Go over the records and count each line that has the string "host". Give the number and nothing else.

--- START ---

//! TLS termination with an ACME-backed certificate resolver.
//!
//! The Go original's `acme.go` wraps `autocert.Manager`; the Rust
//! equivalent is `rustls-acme`'s `AcmeConfig`/`AcmeState`, which drives
//! certificate issuance/renewal as a background stream and exposes a
//! `rustls::ServerConfig`-compatible cert resolver. The domain whitelist is
//! the route table's key set (routes are static for the process lifetime).

use std::path::PathBuf;
use std::sync::Arc;

use futures::StreamExt;
use rustls_acme::AcmeConfig;
use rustls_acme::caches::DirCache;
use tokio_rustls::TlsAcceptor;
use tokio_rustls::server::TlsStream;
use tracing::{debug, warn};

/// Owns the ACME-driven `rustls::ServerConfig` and the background task that
/// keeps certificates current. Handshakes are served through
/// [`TlsTerminator::accept`].
pub struct TlsTerminator {
    acceptor: TlsAcceptor,
}

impl TlsTerminator {
    /// Builds a terminator serving `domains`, caching issued certificates
    /// under `cache_dir` (falling back to an in-memory cache if unset, for
    /// tests and ephemeral deployments). `production` selects Let's
    /// Encrypt's production directory; the staging directory is used
    /// otherwise to avoid burning production rate limits.
    pub fn new<I>(domains: I, cache_dir: Option<PathBuf>, production: bool) -> Self
    where
        I: IntoIterator<Item = String>,
    {
        let mut config = AcmeConfig::new(domains).directory_lets_encrypt(production);
        if let Some(dir) = cache_dir {
            config = config.cache(DirCache::new(dir));
        }
        let mut state = config.state();
        let server_config = Arc::new(
            rustls::ServerConfig::builder()
                .with_no_client_auth()
                .with_cert_resolver(state.resolver()),
        );

        tokio::spawn(async move {
            while let Some(event) = state.next().await {
                match event {
                    Ok(ok) => debug!(?ok, "acme event"),
                    Err(err) => warn!(%err, "acme error"),
                }
            }
        });

        Self {
            acceptor: TlsAcceptor::from(server_config),
        }
    }

    /// Performs the server handshake over a stream that has already
    /// replayed its ClientHello prefix (see [`crate::peek::PeekStream`]),
    /// yielding a plaintext duplex stream layered atop the original
    /// transport.
    pub async fn accept<S>(&self, stream: S) -> std::io::Result<TlsStream<S>>
    where
        S: tokio::io::AsyncRead + tokio::io::AsyncWrite + Unpin,
    {
        self.acceptor.accept(stream).await
    }
}
pub mod dispatcher;
pub mod error;
pub mod host;
pub mod http_rewrite;
pub mod metrics;
pub mod peek;
pub mod pool;
pub mod replace;
pub mod route;
pub mod sni;
pub mod tls;
pub mod tunnel;
pub mod upstream;

use std::net::SocketAddr;
use std::sync::Arc;

use futures::StreamExt;
use futures::stream::FuturesUnordered;
use prometheus::Registry;
use tokio::net::TcpListener;
use tokio::sync::broadcast;
use tracing::{error, info};

use dispatcher::{ListenerKind, SharedState};
use host::LineReaderPool;
use originproxy_config::Config;
use pool::{BufferPool, DEFAULT_BUFFER_SIZE};
use route::RouteTable;
use tls::TlsTerminator;

/// Runs the proxy until `shutdown_rx` fires or a bind failure aborts
/// startup. Binds every configured plaintext and TLS listener up front —
/// per spec.md §6, failure to bind any listener is fatal.
pub async fn run_proxy(
    config: Config,
    registry: Option<Registry>,
    mut shutdown_rx: broadcast::Receiver<()>,
) -> Result<(), Box<dyn std::error::Error>> {
    let routes = Arc::new(RouteTable::from_config(&config));
    if routes.is_empty() {
        info!("starting with an empty route table; every connection will be a route miss");
    }

    let tls = if config.tls_listen_addrs.is_empty() {
        None
    } else {
        let cache_dir = config.tls_dir.as_ref().map(std::path::PathBuf::from);
        Some(Arc::new(TlsTerminator::new(
            routes.domains().map(str::to_string),
            cache_dir,
            true,
        )))
    };

    let metrics = registry.map(|r| Arc::new(metrics::Metrics::new(&r)));

    let state = SharedState {
        routes,
        tls,
        pool: Arc::new(BufferPool::new(DEFAULT_BUFFER_SIZE)),
        line_pool: Arc::new(LineReaderPool::new()),
        metrics,
        insecure_upstream_tls: config.insecure_upstream_tls,
        timeouts: Arc::new(config.timeouts.clone()),
        allowlist: Arc::new(config.allowlist.clone()),
    };

    let mut http_listeners = Vec::new();
    for addr_str in &config.listen_addrs {
        let addr: SocketAddr = addr_str.parse()?;
        info!(%addr, "binding plaintext listener");
        http_listeners.push(TcpListener::bind(addr).await?);
    }

    let mut tls_listeners = Vec::new();
    for addr_str in &config.tls_listen_addrs {
        let addr: SocketAddr = addr_str.parse()?;
        info!(%addr, "binding tls listener");
        tls_listeners.push(TcpListener::bind(addr).await?);
    }

    info!("proxy started, waiting for connections");

    loop {
        let mut accepts = FuturesUnordered::new();
        for listener in &http_listeners {
            accepts.push(accept_tagged(listener, ListenerKind::Http));
        }
        for listener in &tls_listeners {
            accepts.push(accept_tagged(listener, ListenerKind::Tls));
        }

        tokio::select! {
            _ = shutdown_rx.recv() => {
                info!("received shutdown signal");
                break;
            }
            Some(result) = accepts.next() => {
                match result {
                    Ok((socket, addr, kind)) => {
                        let state = state.clone();
                        tokio::spawn(async move {
                            dispatcher::dispatch(socket, addr, kind, state).await;
                        });
                    }
                    Err(e) => {
                        error!(error = %e, "accept error");
                    }
                }
            }
        }
    }

    info!("shutting down proxy");
    Ok(())
}

async fn accept_tagged(
    listener: &TcpListener,
    kind: ListenerKind,
) -> std::io::Result<(tokio::net::TcpStream, SocketAddr, ListenerKind)> {
    let (socket, addr) = listener.accept().await?;
    Ok((socket, addr, kind))
}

--- END ---

> **Completed exercise**: 2